Despite concessions to the bold new Taisho era which saw Western fashions flooding into traditional culture from Onimasa’s trademark hat to the record players and whiskey glasses clashing with his sliding doors and tatami mat floors, Onimasa’s world is a childishly innocent one where honour and justice rule. Despite this he often excludes his own behaviour – one minute turning down the offer of his rival’s woman to pay a debt with her body, but later attempting to rape a young woman who had been his daughter in a drunken bid for a kind of droit du seigneur. The times are changing, it’s just that Onimasa’s traditionalist mind can’t see it. Tragically trying to rescue his daughter from a situation it turns out she had no desire to be rescued from he eventually spies the writing on the wall and puts down his sword, defeated and demoralised. Tragically, it seems Hanako may have needed him still though her rescue arrives too late to be of use.

The Onimasa family line ends here, as does this particular strand of history under the darkening skies of 1940. Out goes Taisho era openness and optimism for the eventual darkness of the militarist defeat. Matsue, now a widow – her left wing intellectual husband another victim of her father’s mistakes rather than political stringency, remains the sole source of light in her shining white kimono and pretty parasol even as she’s forced to identify the body of the sister she failed to save. The life of Hanako was a sad one, trapped by her father’s ideology and finally destroyed by her own attempts to escape it. Fittingly, she barely features in her own tale, a peripheral figure in someone else’s story.
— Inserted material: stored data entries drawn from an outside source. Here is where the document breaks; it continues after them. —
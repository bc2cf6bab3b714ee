//! # LogWriter: the default error handler
//!
//! Writes bus faults through `tracing` at error level, one line for the message
//! and one per diagnostic.
//!
//! ## Example output
//! ```text
//! EventBus: error while calling subscriber "w1" for event didSave.doc
//!    - Exception: "subscriber failed: boom"
//!    - Published event: <anonymized object, 2 keys>
//!    - Caused by Subscriber: "w1"
//! ```

use serde_json::Value;

use super::{Diagnostic, ErrorHandler, ErrorInfo, PUBLISHED_EVENT};

/// Error sink that logs through `tracing` and redacts sensitive diagnostics.
#[derive(Debug, Clone)]
pub struct LogWriter {
    sensitive_titles: Vec<String>,
}

impl Default for LogWriter {
    fn default() -> Self {
        Self {
            sensitive_titles: vec![PUBLISHED_EVENT.to_string()],
        }
    }
}

impl LogWriter {
    /// Creates a writer that redacts `"Published event"`.
    #[must_use]
    pub fn new() -> Self {
        Self::default()
    }

    /// Replaces the set of titles that are always redacted.
    #[must_use]
    pub fn with_sensitive_titles<I, S>(mut self, titles: I) -> Self
    where
        I: IntoIterator<Item = S>,
        S: Into<String>,
    {
        self.sensitive_titles = titles.into_iter().map(Into::into).collect();
        self
    }

    /// Logs one fault.
    pub fn write(&self, message: &str, info: &ErrorInfo) {
        tracing::error!("EventBus: {message}");
        for diagnostic in info.iter() {
            tracing::error!("{}", self.render(diagnostic));
        }
    }

    /// Wraps this writer as a bus error handler.
    pub fn into_handler(self) -> ErrorHandler {
        std::sync::Arc::new(move |message: &str, info: &ErrorInfo| self.write(message, info))
    }

    /// Formats one diagnostic line.
    pub fn render(&self, diagnostic: &Diagnostic) -> String {
        let redact = diagnostic.sensitive
            || self
                .sensitive_titles
                .iter()
                .any(|title| *title == diagnostic.title);
        let value = if redact {
            anonymize(&diagnostic.value)
        } else {
            diagnostic.value.to_string()
        };
        format!("   - {}: {}", diagnostic.title, value)
    }
}

fn anonymize(value: &Value) -> String {
    match value {
        Value::Object(map) => format!("<anonymized object, {} keys>", map.len()),
        Value::Array(items) => format!("<anonymized array, {} items>", items.len()),
        Value::String(_) => "<anonymized string>".to_string(),
        _ => "<anonymized>".to_string(),
    }
}
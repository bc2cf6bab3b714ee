//! # Diagnostics handed to the event bus error handler.
//!
//! When a subscriber fails or a gathering request goes unanswered, the bus calls
//! its [`ErrorHandler`] with a message and an [`ErrorInfo`]: an ordered list of
//! titled values. Values that may carry user data (the published event) are
//! flagged [`Diagnostic::sensitive`] so sinks redact them.
//!
//! ## Architecture
//! ```text
//! EventBus ── fault ──► ErrorHandler(message, &ErrorInfo)
//!                              │
//!                              ├──► LogWriter (default: tracing, redacts sensitive values)
//!                              └──► custom handler (metrics, test recorders, ...)
//! ```

mod log;

use std::sync::Arc;

use serde_json::Value;

pub use log::LogWriter;

/// Title under which the bus attaches the event that triggered a fault.
pub const PUBLISHED_EVENT: &str = "Published event";

/// Process-wide error handler installed on the bus.
pub type ErrorHandler = Arc<dyn Fn(&str, &ErrorInfo) + Send + Sync>;

/// One titled diagnostic value.
#[derive(Debug, Clone, PartialEq)]
pub struct Diagnostic {
    /// Human readable title, e.g. `"Published event"`.
    pub title: String,
    /// The value.
    pub value: Value,
    /// Sinks must not print this value verbatim.
    pub sensitive: bool,
}

/// Ordered collection of diagnostics.
#[derive(Debug, Clone, Default, PartialEq)]
pub struct ErrorInfo {
    entries: Vec<Diagnostic>,
}

impl ErrorInfo {
    /// Creates an empty collection.
    pub fn new() -> Self {
        Self::default()
    }

    /// Appends a value that may be printed as is.
    pub fn with(mut self, title: impl Into<String>, value: impl Into<Value>) -> Self {
        self.entries.push(Diagnostic {
            title: title.into(),
            value: value.into(),
            sensitive: false,
        });
        self
    }

    /// Appends a value that sinks must redact.
    pub fn with_sensitive(mut self, title: impl Into<String>, value: impl Into<Value>) -> Self {
        self.entries.push(Diagnostic {
            title: title.into(),
            value: value.into(),
            sensitive: true,
        });
        self
    }

    /// Looks up a diagnostic by title.
    pub fn get(&self, title: &str) -> Option<&Diagnostic> {
        self.entries.iter().find(|d| d.title == title)
    }

    /// Iterates in insertion order.
    pub fn iter(&self) -> impl Iterator<Item = &Diagnostic> {
        self.entries.iter()
    }

    /// True if no diagnostics were attached.
    pub fn is_empty(&self) -> bool {
        self.entries.is_empty()
    }
}
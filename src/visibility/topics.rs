//! Wire topics of the visibility protocol.
//!
//! ```text
//! changeAreaVisibilityRequest.<fullArea>.<true|false>     payload {area, visible}
//! didChangeAreaVisibility.<fullArea>.<true|false>         payload {area, visible}
//! changeWidgetVisibilityRequest.<widgetId>.<true|false>   payload {widget, visible}
//! ```
//!
//! Every topic is built and parsed through [`VisibilityTopic`]; nothing else in
//! the crate formats these strings by hand.

use std::fmt;

use serde::{Deserialize, Serialize};
use serde_json::Value;

/// Request asking the owner of an area to (re)compute its visibility.
pub const AREA_REQUEST: &str = "changeAreaVisibilityRequest";
/// Fact announcing the resolved visibility of an area.
pub const AREA_CHANGED: &str = "didChangeAreaVisibility";
/// Request to show or hide a whole widget, overriding its container.
pub const WIDGET_REQUEST: &str = "changeWidgetVisibilityRequest";
/// Announcement that a widget visibility request will be answered.
pub const WIDGET_WILL_CHANGE: &str = "willChangeWidgetVisibility";
/// Answer to a widget visibility request.
pub const WIDGET_CHANGED: &str = "didChangeWidgetVisibility";

/// Payload of area requests and area facts.
#[derive(Debug, Clone, PartialEq, Eq, Serialize, Deserialize)]
pub struct AreaVisibility {
    /// Full area name (`<widgetId>.<localArea>` or a page area).
    pub area: String,
    /// Requested, proposed or resolved visibility, depending on the topic.
    pub visible: bool,
}

/// Payload of widget requests.
#[derive(Debug, Clone, PartialEq, Eq, Serialize, Deserialize)]
pub struct WidgetVisibility {
    /// Widget id.
    pub widget: String,
    /// Requested visibility.
    pub visible: bool,
}

/// One visibility topic, decoded.
///
/// # Example
/// ```rust
/// use widgetry::visibility::VisibilityTopic;
///
/// let topic = VisibilityTopic::AreaChanged { area: "w1.content".into(), visible: true };
/// assert_eq!(topic.to_string(), "didChangeAreaVisibility.w1.content.true");
/// assert_eq!(VisibilityTopic::decode("didChangeAreaVisibility.w1.content.true"), Some(topic));
/// ```
#[derive(Debug, Clone, PartialEq, Eq)]
pub enum VisibilityTopic {
    /// `changeAreaVisibilityRequest.<area>.<visible>`
    AreaRequest { area: String, visible: bool },
    /// `didChangeAreaVisibility.<area>.<visible>`
    AreaChanged { area: String, visible: bool },
    /// `changeWidgetVisibilityRequest.<widget>.<visible>`
    WidgetRequest { widget: String, visible: bool },
}

impl VisibilityTopic {
    /// Formats the topic string.
    pub fn encode(&self) -> String {
        format!("{}.{}.{}", self.prefix(), self.subject(), self.visible())
    }

    /// Parses a topic; `None` for foreign topics, empty subjects or non-boolean flags.
    pub fn decode(topic: &str) -> Option<Self> {
        let (prefix, rest) = topic.split_once('.')?;
        let (subject, flag) = rest.rsplit_once('.')?;
        if subject.is_empty() {
            return None;
        }
        let visible = match flag {
            "true" => true,
            "false" => false,
            _ => return None,
        };
        let subject = subject.to_string();
        match prefix {
            AREA_REQUEST => Some(Self::AreaRequest {
                area: subject,
                visible,
            }),
            AREA_CHANGED => Some(Self::AreaChanged {
                area: subject,
                visible,
            }),
            WIDGET_REQUEST => Some(Self::WidgetRequest {
                widget: subject,
                visible,
            }),
            _ => None,
        }
    }

    /// Event payload carried with this topic.
    pub fn payload(&self) -> Value {
        let value = match self {
            Self::AreaRequest { area, visible } | Self::AreaChanged { area, visible } => {
                serde_json::to_value(AreaVisibility {
                    area: area.clone(),
                    visible: *visible,
                })
            }
            Self::WidgetRequest { widget, visible } => serde_json::to_value(WidgetVisibility {
                widget: widget.clone(),
                visible: *visible,
            }),
        };
        value.unwrap_or(Value::Null)
    }

    /// Area or widget id the topic is about.
    pub fn subject(&self) -> &str {
        match self {
            Self::AreaRequest { area, .. } | Self::AreaChanged { area, .. } => area,
            Self::WidgetRequest { widget, .. } => widget,
        }
    }

    /// Boolean flag at the end of the topic.
    pub fn visible(&self) -> bool {
        match self {
            Self::AreaRequest { visible, .. }
            | Self::AreaChanged { visible, .. }
            | Self::WidgetRequest { visible, .. } => *visible,
        }
    }

    fn prefix(&self) -> &'static str {
        match self {
            Self::AreaRequest { .. } => AREA_REQUEST,
            Self::AreaChanged { .. } => AREA_CHANGED,
            Self::WidgetRequest { .. } => WIDGET_REQUEST,
        }
    }
}

impl fmt::Display for VisibilityTopic {
    fn fmt(&self, f: &mut fmt::Formatter<'_>) -> fmt::Result {
        f.write_str(&self.encode())
    }
}

/// `willChangeWidgetVisibility.<widget>.<visible>` / `didChangeWidgetVisibility.<widget>.<visible>`.
pub(crate) fn widget_reply_topics(widget: &str, visible: bool) -> (String, String) {
    (
        format!("{WIDGET_WILL_CHANGE}.{widget}.{visible}"),
        format!("{WIDGET_CHANGED}.{widget}.{visible}"),
    )
}

#[cfg(test)]
mod tests {
    use super::*;
    use crate::events::reply_topics;

    #[test]
    fn test_area_names_may_contain_dots() {
        let topic = VisibilityTopic::decode("changeAreaVisibilityRequest.w1.nested.area.false").unwrap();
        assert_eq!(
            topic,
            VisibilityTopic::AreaRequest {
                area: "w1.nested.area".into(),
                visible: false
            }
        );
        assert_eq!(topic.encode(), "changeAreaVisibilityRequest.w1.nested.area.false");
    }

    #[test]
    fn test_rejects_foreign_or_malformed_topics() {
        assert_eq!(VisibilityTopic::decode("didSave.doc.true"), None);
        assert_eq!(VisibilityTopic::decode("didChangeAreaVisibility.content.maybe"), None);
        assert_eq!(VisibilityTopic::decode("didChangeAreaVisibility.true"), None);
        assert_eq!(VisibilityTopic::decode("didChangeAreaVisibility"), None);
    }

    #[test]
    fn test_payload_shapes() {
        let area = VisibilityTopic::AreaChanged {
            area: "page".into(),
            visible: true,
        };
        assert_eq!(area.payload(), serde_json::json!({ "area": "page", "visible": true }));

        let widget = VisibilityTopic::WidgetRequest {
            widget: "w1".into(),
            visible: false,
        };
        let parsed: WidgetVisibility = serde_json::from_value(widget.payload()).unwrap();
        assert_eq!(parsed.widget, "w1");
        assert!(!parsed.visible);
    }

    #[test]
    fn test_widget_reply_topics_follow_request_derivation() {
        let request = VisibilityTopic::WidgetRequest {
            widget: "popup".into(),
            visible: true,
        };
        let derived = reply_topics(&request.encode());
        assert_eq!(widget_reply_topics("popup", true), derived);
    }
}
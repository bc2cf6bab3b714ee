//! # Subscriptions and their handles.
//!
//! The bus keeps subscriptions in registration order; that order is the delivery
//! order among all subscriptions matching one event.
//!
//! ## Rules
//! - A subscription lives until [`Unsubscribe::unsubscribe`] is called. Dropping
//!   the handle does **not** unsubscribe.
//! - Unsubscribing marks the subscription inactive immediately, so a delivery pass
//!   that already took its snapshot skips it for the remaining events.
//! - `deliver_to_sender = false` skips a subscription only when both the sender and
//!   the subscriber are named and the names are equal.

use std::fmt;
use std::sync::Arc;
use std::sync::atomic::{AtomicBool, Ordering};

use serde_json::Value;

use crate::error::HandlerError;

use super::event::{ANONYMOUS, EventKind, EventMeta, QueuedEvent};
use super::topic::TopicPattern;

/// Subscriber callback: receives the payload and the event metadata.
///
/// Returning `Err` (or panicking) is reported as a subscriber fault; delivery to
/// other subscribers continues.
pub type Callback = Arc<dyn Fn(&Value, &EventMeta) -> Result<(), HandlerError> + Send + Sync>;

/// One registered subscription.
pub(crate) struct Subscription {
    pub id: u64,
    pub pattern: TopicPattern,
    pub subscriber: Option<String>,
    pub callback: Callback,
    pub delivery_errors: bool,
    active: AtomicBool,
}

impl Subscription {
    pub fn new(
        id: u64,
        pattern: TopicPattern,
        subscriber: Option<String>,
        callback: Callback,
        delivery_errors: bool,
    ) -> Self {
        Self {
            id,
            pattern,
            subscriber,
            callback,
            delivery_errors,
            active: AtomicBool::new(true),
        }
    }

    pub fn name(&self) -> &str {
        self.subscriber.as_deref().unwrap_or(ANONYMOUS)
    }

    pub fn deactivate(&self) {
        self.active.store(false, Ordering::Release);
    }

    pub fn is_active(&self) -> bool {
        self.active.load(Ordering::Acquire)
    }

    /// Whether `event` should be handed to this subscription.
    pub fn accepts(&self, event: &QueuedEvent) -> bool {
        if !self.is_active() {
            return false;
        }
        if event.kind == EventKind::DeliveryError && !self.delivery_errors {
            return false;
        }
        if !event.deliver_to_sender {
            if let (Some(sender), Some(subscriber)) = (&event.sender, &self.subscriber) {
                if sender == subscriber {
                    return false;
                }
            }
        }
        self.pattern.matches(&event.name)
    }
}

/// Ordered set of subscriptions.
#[derive(Default)]
pub(crate) struct SubscriptionSet {
    items: Vec<Arc<Subscription>>,
}

impl SubscriptionSet {
    pub fn add(&mut self, subscription: Arc<Subscription>) {
        self.items.push(subscription);
    }

    pub fn remove(&mut self, id: u64) {
        if let Some(pos) = self.items.iter().position(|s| s.id == id) {
            self.items.remove(pos).deactivate();
        }
    }

    /// Stable copy used for one delivery cycle.
    pub fn snapshot(&self) -> Vec<Arc<Subscription>> {
        self.items.clone()
    }

    pub fn len(&self) -> usize {
        self.items.len()
    }
}

struct HandleInner {
    done: AtomicBool,
    remove: Box<dyn Fn() + Send + Sync>,
}

/// Handle returned by [`EventBus::subscribe`](crate::EventBus::subscribe) and
/// [`EventBus::add_inspector`](crate::EventBus::add_inspector).
///
/// Cheap to clone; all clones refer to the same registration. Calling
/// [`unsubscribe`](Self::unsubscribe) more than once is a no-op.
#[derive(Clone)]
pub struct Unsubscribe {
    inner: Arc<HandleInner>,
}

impl Unsubscribe {
    pub(crate) fn new(remove: impl Fn() + Send + Sync + 'static) -> Self {
        Self {
            inner: Arc::new(HandleInner {
                done: AtomicBool::new(false),
                remove: Box::new(remove),
            }),
        }
    }

    /// Removes exactly this registration.
    pub fn unsubscribe(&self) {
        if !self.inner.done.swap(true, Ordering::AcqRel) {
            (self.inner.remove)();
        }
    }

    /// True until [`unsubscribe`](Self::unsubscribe) has been called.
    pub fn is_active(&self) -> bool {
        !self.inner.done.load(Ordering::Acquire)
    }
}

impl fmt::Debug for Unsubscribe {
    fn fmt(&self, f: &mut fmt::Formatter<'_>) -> fmt::Result {
        f.debug_struct("Unsubscribe")
            .field("active", &self.is_active())
            .finish()
    }
}

#[cfg(test)]
mod tests {
    use super::*;
    use crate::events::event::PublishOptions;
    use std::sync::atomic::AtomicUsize;

    fn subscription(id: u64, pattern: &str, subscriber: Option<&str>) -> Subscription {
        Subscription::new(
            id,
            TopicPattern::new(pattern),
            subscriber.map(str::to_string),
            Arc::new(|_: &Value, _: &EventMeta| Ok(())),
            false,
        )
    }

    #[test]
    fn test_deliver_to_sender_needs_both_names() {
        let own = subscription(1, "a", Some("w1"));
        let anon = subscription(2, "a", None);
        let opts = PublishOptions::from_sender("w1").without_delivery_to_sender();
        let ev = QueuedEvent::new("a", Value::Null, &opts);
        assert!(!own.accepts(&ev));
        assert!(anon.accepts(&ev));

        let unnamed = QueuedEvent::new("a", Value::Null, &PublishOptions::default().without_delivery_to_sender());
        assert!(own.accepts(&unnamed));
    }

    #[test]
    fn test_delivery_errors_need_opt_in() {
        let plain = subscription(1, "*", None);
        let mut opted = subscription(2, "*", None);
        opted.delivery_errors = true;
        let ev = QueuedEvent::delivery_error(Value::Null);
        assert!(!plain.accepts(&ev));
        assert!(opted.accepts(&ev));
    }

    #[test]
    fn test_removed_subscription_is_inactive_in_snapshots() {
        let mut set = SubscriptionSet::default();
        set.add(Arc::new(subscription(1, "a", None)));
        set.add(Arc::new(subscription(2, "a", None)));
        let snapshot = set.snapshot();

        set.remove(1);
        assert_eq!(set.len(), 1);
        assert!(!snapshot[0].is_active());
        assert!(snapshot[1].is_active());
    }

    #[test]
    fn test_unsubscribe_is_idempotent() {
        let calls = Arc::new(AtomicUsize::new(0));
        let counter = Arc::clone(&calls);
        let handle = Unsubscribe::new(move || {
            counter.fetch_add(1, Ordering::SeqCst);
        });
        let clone = handle.clone();

        handle.unsubscribe();
        clone.unsubscribe();
        assert_eq!(calls.load(Ordering::SeqCst), 1);
        assert!(!handle.is_active());
    }
}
Slightly lurid and occasionally sleazy, Onimasa is another workmanlike effort from Gosha but makes the most of his essential themes as its accidental “hero” is forced to confront the fact that his core ideology has robbed him of true happiness, caused nothing but pain to the women in his life, and eventually brought down not only his personal legacy but that of everything that he had tried to build. The “manly way” is a trap, only Matsue with her patience backed up by a newfound steel inspired by her cool mother, Uta, is left behind but is now free to pursue life on her own terms and, presumably, make more of a success of it.